Ik vind de afkeer die de titel van het boekje oproept nogal geborneerd. Waarom zou je iemand die niet van het buitenland houdt niet serieus nemen? Overigens klopt uw bewering niet dat Nescio slechts twee buitenlandse reizen heeft gemaakt waar hij wel van genoot. Professor, u kent het onderwerp onvoldoende.

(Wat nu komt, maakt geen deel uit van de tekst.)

//! Expiration date decoding.
//!
//! The date field counts days from [`EPOCH`] after adding
//! [`DATE_OFFSET_DAYS`], the same serial-date scheme spreadsheets use. So
//! `005839` is serial 45839, i.e. 2025-07-01.

use chrono::{Datelike, Days, NaiveDate, NaiveDateTime, NaiveTime};
use serde::{Deserialize, Serialize};
use tracing::{debug, warn};

use crate::checksum::is_checksum_correct;
use crate::code::ParsedCode;
use crate::config::{
    DATE_OFFSET_DAYS, EPOCH, LEGACY_COMMUNITY, LEGACY_EXPIRY, RETIRED_PERPETUAL_YEAR,
};

/// When a subscription stops being valid.
#[derive(Debug, Clone, Copy, PartialEq, Eq, Hash, Serialize, Deserialize)]
#[serde(rename_all = "camelCase")]
pub enum ExpirationDate {
    /// The code never conferred a valid subscription.
    Invalid,
    /// Valid until this moment (local time).
    At(NaiveDateTime),
}

impl ExpirationDate {
    /// Expiration at the start of `date`.
    pub fn on(date: NaiveDate) -> Self {
        Self::At(date.and_time(NaiveTime::MIN))
    }

    /// Fixed expiration shared by all legacy Community codes.
    pub fn legacy() -> Self {
        Self::on(LEGACY_EXPIRY)
    }

    /// Check if this is the never-valid sentinel.
    pub fn is_invalid(&self) -> bool {
        matches!(self, Self::Invalid)
    }

    /// The moment of expiration, if any.
    pub fn datetime(&self) -> Option<NaiveDateTime> {
        match self {
            Self::Invalid => None,
            Self::At(at) => Some(*at),
        }
    }

    /// The calendar date of expiration, if any.
    pub fn date(&self) -> Option<NaiveDate> {
        self.datetime().map(|at| at.date())
    }

    /// The later of this expiration and `floor`.
    ///
    /// The sentinel is earlier than any moment, so it always becomes `floor`.
    pub fn extended_to(self, floor: NaiveDateTime) -> Self {
        match self {
            Self::At(at) if at >= floor => self,
            _ => Self::At(floor),
        }
    }

    /// Check if the subscription is no longer valid at `now`.
    ///
    /// The sentinel is always expired.
    pub fn is_expired_at(&self, now: NaiveDateTime) -> bool {
        match self {
            Self::Invalid => true,
            Self::At(at) => *at < now,
        }
    }
}

/// Decode the expiration of `code`, given its parsed fields.
///
/// Anything that fails the checksum decodes to [`ExpirationDate::Invalid`].
/// The bare legacy marker `Local-Community` carries no fields but still
/// expires on the legacy date.
pub fn decode(code: Option<&str>, parsed: &ParsedCode) -> ExpirationDate {
    let Some(code) = code else {
        return ExpirationDate::Invalid;
    };

    if code == LEGACY_COMMUNITY {
        return ExpirationDate::legacy();
    }

    if !is_checksum_correct(parsed) {
        return ExpirationDate::Invalid;
    }

    let Some(date) = date_for_field(parsed.date_part) else {
        warn!(
            date_part = parsed.date_part,
            "Subscription date field is outside the calendar range"
        );
        return ExpirationDate::Invalid;
    };

    if date.year() == RETIRED_PERPETUAL_YEAR {
        debug!(descriptor = %parsed.descriptor, "Retired perpetual code; applying legacy expiry");
        return ExpirationDate::legacy();
    }

    ExpirationDate::on(date)
}

/// Calendar date encoded by a date field.
pub fn date_for_field(date_part: u32) -> Option<NaiveDate> {
    EPOCH.checked_add_days(Days::new(u64::from(date_part) + DATE_OFFSET_DAYS))
}

/// Date field value that encodes `date`. May be negative or exceed six digits.
pub fn field_for_date(date: NaiveDate) -> i64 {
    date.signed_duration_since(EPOCH).num_days() - DATE_OFFSET_DAYS as i64
}
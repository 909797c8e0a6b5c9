//! Splitting a raw code into descriptor, date and checksum fields.
//!
//! A complete code looks like `PNG-RISE-361769-3637`: a descriptor that may
//! itself contain hyphens, a six-digit date field and a four-digit checksum.
//! Anything that does not end in that shape is treated as a bare descriptor
//! with both numeric fields zero.
//!
//! | code                  | descriptor     | date   | checksum |
//! |-----------------------|----------------|--------|----------|
//! | (empty)               | ""             | 0      | 0        |
//! | `foo-bar`             | `foo-bar`      | 0      | 0        |
//! | `foo-blah-bar`        | `foo-blah-bar` | 0      | 0        |
//! | `foo-bar-123456-7890` | `foo-bar`      | 123456 | 7890     |
//! | `foo-bar-***-***`     | `foo-bar`      | 0      | 0        |

use crate::config::REDACTED_SUFFIX;

const DATE_FIELD_LEN: usize = 6;
const CHECKSUM_FIELD_LEN: usize = 4;

/// The three logical fields of a code.
///
/// Zero in either numeric field means "absent".
#[derive(Debug, Clone, Default, PartialEq, Eq, Hash)]
pub struct ParsedCode {
    /// Branding/tier identifying prefix.
    pub descriptor: String,
    /// Encoded expiry date.
    pub date_part: u32,
    /// Combined checksum over the descriptor and date.
    pub checksum_part: u32,
}

impl ParsedCode {
    /// Split a raw code. Never fails; unrecognized shapes keep the whole code
    /// as the descriptor.
    pub fn parse(code: &str) -> Self {
        if code.is_empty() {
            return Self::default();
        }

        if let Some(descriptor) = code.strip_suffix(REDACTED_SUFFIX) {
            return Self::descriptor_only(descriptor);
        }

        let parts: Vec<&str> = code.split('-').collect();
        if parts.len() < 3 {
            return Self::descriptor_only(code);
        }

        let (head, tail) = parts.split_at(parts.len() - 2);
        let (date_field, checksum_field) = (tail[0], tail[1]);
        if date_field.encode_utf16().count() != DATE_FIELD_LEN
            || checksum_field.encode_utf16().count() != CHECKSUM_FIELD_LEN
        {
            return Self::descriptor_only(code);
        }

        match (parse_number(date_field), parse_number(checksum_field)) {
            (Some(date_part), Some(checksum_part)) => Self {
                descriptor: head.join("-"),
                date_part,
                checksum_part,
            },
            _ => Self::descriptor_only(code),
        }
    }

    fn descriptor_only(descriptor: &str) -> Self {
        Self {
            descriptor: descriptor.to_string(),
            date_part: 0,
            checksum_part: 0,
        }
    }

    /// Check if both numeric fields are present (non-zero) and the descriptor is not empty.
    pub fn is_verifiable(&self) -> bool {
        !self.descriptor.is_empty() && self.date_part != 0 && self.checksum_part != 0
    }
}

/// Parse an all-digit field. Signs, whitespace and empty strings are rejected.
pub(crate) fn parse_number(field: &str) -> Option<u32> {
    if field.is_empty() || !field.bytes().all(|b| b.is_ascii_digit()) {
        return None;
    }
    field.parse().ok()
}

/// Best-effort guess that the user is still typing `code`.
///
/// Used for live feedback so a half-entered code is not flagged as wrong.
/// Descriptors may contain hyphens and digits, so a descriptor segment that
/// happens to be numeric can be mistaken for the date field
/// (`ethnos-360-guatemala` reads as complete). That ambiguity is accepted.
pub fn looks_incomplete(code: Option<&str>) -> bool {
    let Some(code) = code else {
        return true;
    };

    let parts: Vec<&str> = code.split('-').collect();
    if parts.len() < 3 {
        return true;
    }

    let last = parts[parts.len() - 1];
    let second_last = parts[parts.len() - 2];

    // No digits yet: still in the name part.
    if parse_number(second_last).is_none() {
        return true;
    }

    // Date field done, checksum partly typed (or not started).
    second_last.chars().count() == DATE_FIELD_LEN
        && last.chars().count() < CHECKSUM_FIELD_LEN
        && (last.is_empty() || parse_number(last).is_some())
}
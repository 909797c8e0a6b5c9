//! Checksum over descriptor and date field.
//!
//! ## Security Properties
//!
//! None worth the name. The checksum only makes casual edits to a code fail
//! validation; anyone who reads this module can mint valid codes. It must
//! stay in step with the external sheet that generates codes, so do not
//! "strengthen" it here.

use tracing::debug;

use crate::code::ParsedCode;

/// Modulus applied to the combined checksum (four decimal digits).
pub const CHECKSUM_MODULUS: u64 = 10_000;

/// Position-weighted sum of the uppercased descriptor's UTF-16 code units.
///
/// Each code unit is multiplied by its zero-based index, matching the sheet
/// that issues codes; characters outside the BMP count as two units.
/// Uppercasing is per character and only applied where it maps to a single
/// character, so the index of every unit is preserved.
pub fn descriptor_checksum(descriptor: &str) -> u64 {
    let upper: String = descriptor.chars().map(simple_uppercase).collect();
    upper
        .encode_utf16()
        .enumerate()
        .map(|(index, unit)| u64::from(unit) * index as u64)
        .sum()
}

fn simple_uppercase(c: char) -> char {
    let mut upper = c.to_uppercase();
    match (upper.next(), upper.next()) {
        (Some(single), None) => single,
        _ => c,
    }
}

/// Checksum field value expected for a descriptor and date field.
pub fn combined_checksum(descriptor: &str, date_part: u32) -> u64 {
    let root = floor_sqrt(u64::from(date_part));
    (root + descriptor_checksum(descriptor)) % CHECKSUM_MODULUS
}

/// Check a parsed code's checksum field.
///
/// Codes with an empty descriptor or a zero numeric field are never correct.
pub fn is_checksum_correct(parsed: &ParsedCode) -> bool {
    if !parsed.is_verifiable() {
        return false;
    }
    let expected = combined_checksum(&parsed.descriptor, parsed.date_part);
    let matches = expected == u64::from(parsed.checksum_part);
    if !matches {
        debug!(descriptor = %parsed.descriptor, "Subscription code checksum mismatch");
    }
    matches
}

// Date fields are at most six digits, well inside f64's exact range; the
// correction steps guard against rounding at perfect squares.
fn floor_sqrt(n: u64) -> u64 {
    let mut root = (n as f64).sqrt() as u64;
    while root * root > n {
        root -= 1;
    }
    while (root + 1) * (root + 1) <= n {
        root += 1;
    }
    root
}
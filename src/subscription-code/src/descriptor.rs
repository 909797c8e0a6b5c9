//! Descriptor normalization.
//!
//! The legacy Community names and the `-LC` suffix are recognized here and
//! nowhere else; tier, expiration and branding logic all go through these
//! predicates.

use crate::config::{
    COMMUNITY_SUFFIX, DEFAULT_BRANDING, LEGACY_COMMUNITY, LEGACY_COMMUNITY_SPACED,
};

/// Check if `name` is one of the legacy Community branding names.
pub fn is_legacy_community_name(name: &str) -> bool {
    name == LEGACY_COMMUNITY || name == LEGACY_COMMUNITY_SPACED
}

/// Map legacy spellings onto their current form.
pub fn canonical(descriptor: &str) -> &str {
    if descriptor == LEGACY_COMMUNITY_SPACED {
        LEGACY_COMMUNITY
    } else {
        descriptor
    }
}

/// Check if a descriptor names a Community subscription.
pub fn is_community(descriptor: &str) -> bool {
    is_legacy_community_name(descriptor) || descriptor.ends_with(COMMUNITY_SUFFIX)
}

/// Check if a descriptor means "no subscription".
pub fn is_default(descriptor: &str) -> bool {
    descriptor.trim().is_empty() || descriptor == DEFAULT_BRANDING
}

/// Key used to look up the branding asset folder for a descriptor.
///
/// Community descriptors share one branding. Enterprise descriptors map to
/// their own folder, which may carry a region or flavor.
pub fn branding_key(descriptor: &str) -> &str {
    let descriptor = canonical(descriptor);
    if descriptor.contains(COMMUNITY_SUFFIX) {
        LEGACY_COMMUNITY
    } else if descriptor.trim().is_empty() {
        DEFAULT_BRANDING
    } else {
        descriptor
    }
}

/// Subscriber name embedded in a Community descriptor.
///
/// `"Foobar-Village-LC"` yields `"Foobar Village"`. Descriptors without an
/// `LC` part, or with nothing before it, yield an empty string.
pub fn personalization(descriptor: &str) -> String {
    let parts: Vec<&str> = descriptor.split('-').collect();
    match parts.iter().position(|part| *part == "LC") {
        Some(index) if index > 0 => parts[..index].join(" "),
        _ => String::new(),
    }
}
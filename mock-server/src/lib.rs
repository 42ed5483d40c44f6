use std::collections::BTreeMap;

use axum::{
    extract::{Path, Query},
    http::{HeaderMap, Method, StatusCode, Uri},
    routing::{delete, get, patch, post, put},
    Json, Router,
};
use serde::{Deserialize, Serialize};
use tokio::net::TcpListener;

/// What the echo endpoints send back.
#[derive(Clone, Debug, Serialize, Deserialize, PartialEq)]
pub struct Echo {
    pub method: String,
    pub url: String,
    pub args: BTreeMap<String, String>,
    pub headers: BTreeMap<String, String>,
    #[serde(default)]
    pub data: String,
    #[serde(default)]
    pub json: Option<serde_json::Value>,
}

/// Fixed payload served by `/json`.
#[derive(Clone, Debug, Serialize, Deserialize, PartialEq)]
pub struct Sample {
    pub title: String,
    pub count: i64,
    pub tags: Vec<String>,
    pub owner: Option<String>,
}

pub fn app() -> Router {
    Router::new()
        .route("/get", get(echo_get))
        .route("/post", post(echo_body))
        .route("/put", put(echo_body))
        .route("/patch", patch(echo_body))
        .route("/delete", delete(echo_body))
        .route("/status/{code}", get(status).post(status))
        .route("/json", get(sample))
}

pub async fn run(listener: TcpListener) -> Result<(), std::io::Error> {
    axum::serve(listener, app()).await
}

fn header_map(headers: &HeaderMap) -> BTreeMap<String, String> {
    headers
        .iter()
        .map(|(k, v)| (k.as_str().to_string(), v.to_str().unwrap_or_default().to_string()))
        .collect()
}

async fn echo_get(
    method: Method,
    uri: Uri,
    headers: HeaderMap,
    Query(args): Query<BTreeMap<String, String>>,
) -> Json<Echo> {
    Json(Echo {
        method: method.to_string(),
        url: uri.to_string(),
        args,
        headers: header_map(&headers),
        data: String::new(),
        json: None,
    })
}

async fn echo_body(
    method: Method,
    uri: Uri,
    headers: HeaderMap,
    Query(args): Query<BTreeMap<String, String>>,
    body: String,
) -> Json<Echo> {
    tracing::debug!(%uri, len = body.len(), "echoing request body");
    Json(Echo {
        method: method.to_string(),
        url: uri.to_string(),
        args,
        headers: header_map(&headers),
        json: serde_json::from_str(&body).ok(),
        data: body,
    })
}

async fn status(Path(code): Path<u16>) -> StatusCode {
    StatusCode::from_u16(code).unwrap_or(StatusCode::BAD_REQUEST)
}

async fn sample() -> Json<Sample> {
    Json(Sample {
        title: "Sample".to_string(),
        count: 3,
        tags: vec!["a".to_string(), "b".to_string()],
        owner: None,
    })
}
//! Request/response hooks run by `Session`.
//!
//! # Design
//! Three stages, each an ordered list of trait objects on the session:
//!
//! - `RequestHook` sees the editable `Request` before preparation.
//! - `PreparedRequestHook` sees the final `HttpRequest`.
//! - `ResponseHook` sees the `Response` after the host returned it.
//!
//! Every hook takes its input by value and returns the (possibly replaced)
//! value for the next hook.

use std::sync::Arc;

use crate::client::Response;
use crate::convert::Converter;
use crate::http::{HttpRequest, Request};

pub trait RequestHook: Send + Sync {
    fn run(&self, request: Request) -> Request;
}

pub trait PreparedRequestHook: Send + Sync {
    fn run(&self, request: HttpRequest) -> HttpRequest;
}

pub trait ResponseHook: Send + Sync {
    fn run(&self, response: Response) -> Response;
}

/// A hook for any stage, as accepted by `Session::add_hook`.
pub enum SessionHook {
    Request(Box<dyn RequestHook>),
    PreparedRequest(Box<dyn PreparedRequestHook>),
    Response(Box<dyn ResponseHook>),
}

impl SessionHook {
    pub fn request(hook: impl RequestHook + 'static) -> Self {
        SessionHook::Request(Box::new(hook))
    }

    pub fn prepared_request(hook: impl PreparedRequestHook + 'static) -> Self {
        SessionHook::PreparedRequest(Box::new(hook))
    }

    pub fn response(hook: impl ResponseHook + 'static) -> Self {
        SessionHook::Response(Box::new(hook))
    }
}

/// Level used by the logging hooks.
#[derive(Debug, Clone, Copy, PartialEq, Eq)]
pub enum LogLevel {
    Debug,
    Info,
}

fn emit(level: LogLevel, message: &str) {
    match level {
        LogLevel::Debug => tracing::debug!("{message}"),
        LogLevel::Info => tracing::info!("{message}"),
    }
}

/// Logs `Request {method} {url} {payload}` before preparation.
#[derive(Debug, Clone, Copy)]
pub struct RequestLoggingHook {
    level: LogLevel,
}

impl RequestLoggingHook {
    pub fn debug() -> Self {
        Self { level: LogLevel::Debug }
    }

    pub fn info() -> Self {
        Self { level: LogLevel::Info }
    }
}

impl RequestHook for RequestLoggingHook {
    fn run(&self, request: Request) -> Request {
        let payload = match (&request.data, &request.json, &request.body) {
            (Some(data), _, _) => format!("{data:?}"),
            (None, Some(json), _) => json.to_string(),
            (None, None, Some(body)) => body.clone(),
            (None, None, None) => String::new(),
        };
        emit(self.level, &format!("Request {} {} {}", request.method, request.url, payload));
        request
    }
}

/// Logs `Request {method} {url} {body}` after preparation.
#[derive(Debug, Clone, Copy)]
pub struct PreparedRequestLoggingHook {
    level: LogLevel,
}

impl PreparedRequestLoggingHook {
    pub fn debug() -> Self {
        Self { level: LogLevel::Debug }
    }

    pub fn info() -> Self {
        Self { level: LogLevel::Info }
    }
}

impl PreparedRequestHook for PreparedRequestLoggingHook {
    fn run(&self, request: HttpRequest) -> HttpRequest {
        let body = request.body.as_deref().unwrap_or_default();
        emit(self.level, &format!("Request {} {} {}", request.method, request.url, body));
        request
    }
}

/// Logs `Response {status} {method} {url} {body}`.
#[derive(Debug, Clone, Copy)]
pub struct ResponseLoggingHook {
    level: LogLevel,
}

impl ResponseLoggingHook {
    pub fn debug() -> Self {
        Self { level: LogLevel::Debug }
    }

    pub fn info() -> Self {
        Self { level: LogLevel::Info }
    }
}

impl ResponseHook for ResponseLoggingHook {
    fn run(&self, response: Response) -> Response {
        emit(
            self.level,
            &format!(
                "Response {} {} {} {}",
                response.status, response.method, response.url, response.body
            ),
        );
        response
    }
}

/// Moves a structured `data` payload into `json` using a converter.
#[derive(Debug, Clone, Default)]
pub struct RequestConverterHook {
    converter: Arc<Converter>,
}

impl RequestConverterHook {
    pub fn new(converter: Arc<Converter>) -> Self {
        Self { converter }
    }
}

impl RequestHook for RequestConverterHook {
    fn run(&self, mut request: Request) -> Request {
        if let Some(data) = request.data.take() {
            request.json = Some(self.converter.unstructure(&data));
        }
        request
    }
}

impl From<RequestLoggingHook> for SessionHook {
    fn from(hook: RequestLoggingHook) -> Self {
        SessionHook::request(hook)
    }
}

impl From<PreparedRequestLoggingHook> for SessionHook {
    fn from(hook: PreparedRequestLoggingHook) -> Self {
        SessionHook::prepared_request(hook)
    }
}

impl From<ResponseLoggingHook> for SessionHook {
    fn from(hook: ResponseLoggingHook) -> Self {
        SessionHook::response(hook)
    }
}

impl From<RequestConverterHook> for SessionHook {
    fn from(hook: RequestConverterHook) -> Self {
        SessionHook::request(hook)
    }
}
//! Logging setup for test suites and tools built on this crate.

use tracing_subscriber::EnvFilter;

/// Environment variable read before falling back to the default directive.
pub const LOG_ENV: &str = "APIPROBE_LOG";

/// Transport crates are capped at `warn` unless a directive names them.
const QUIET_TRANSPORT: [&str; 2] = ["ureq=warn", "hyper=warn"];

/// Build the filter `init` installs.
pub fn env_filter(default_directive: &str) -> EnvFilter {
    if let Ok(filter) = EnvFilter::try_from_env(LOG_ENV) {
        return filter;
    }
    let mut directives = vec![default_directive.to_string()];
    for quiet in QUIET_TRANSPORT {
        let target = quiet.split('=').next().unwrap_or_default();
        if !default_directive.contains(target) {
            directives.push(quiet.to_string());
        }
    }
    EnvFilter::new(directives.join(","))
}

/// Install a global fmt subscriber. Returns `false` if one was already set.
pub fn init(default_directive: &str) -> bool {
    tracing_subscriber::fmt()
        .with_env_filter(env_filter(default_directive))
        .try_init()
        .is_ok()
}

Wat heerlijk dat Lieneke Frerichs het werk en de persoon van Nescio zó voorbeeldig in het licht stelt. De wijze waarop ze het Verzameld Werk heeft bezorgd, de publicatie van het Natuurdagboek, het boekje over Nescio’s verblijf in Zeeland en nu deze “spin-off” van haar komende biografie – ik vind het vakwerk van belang en een genot om te lezen.
Marc van Oostendorp zegt
Zo mag ik het horen! (Dat meen ik.)
Nicolien Mizee zegt
Als je van een schrijver houdt, is een dergelijk uitgaafje om diverse redenen heel prettig. Het is geruststellend dat er blijvende studie verricht wordt naar een groot schrijver. In Engeland is dat heel gewoon, in Nederland is het ongebruikelijk. Het is ook een heel leuk boekje om kado te doen aan mensen die niet zo snel een boek zullen (durven) pakken. Ik ben zelf als kind vaak door plaatjesboeken e.d. (kalenders, teksten boven overlijdensadvertenties, motto’s in boeken) op het spoor gezet van een schrijver die mij nu nog vergezelt in het leven.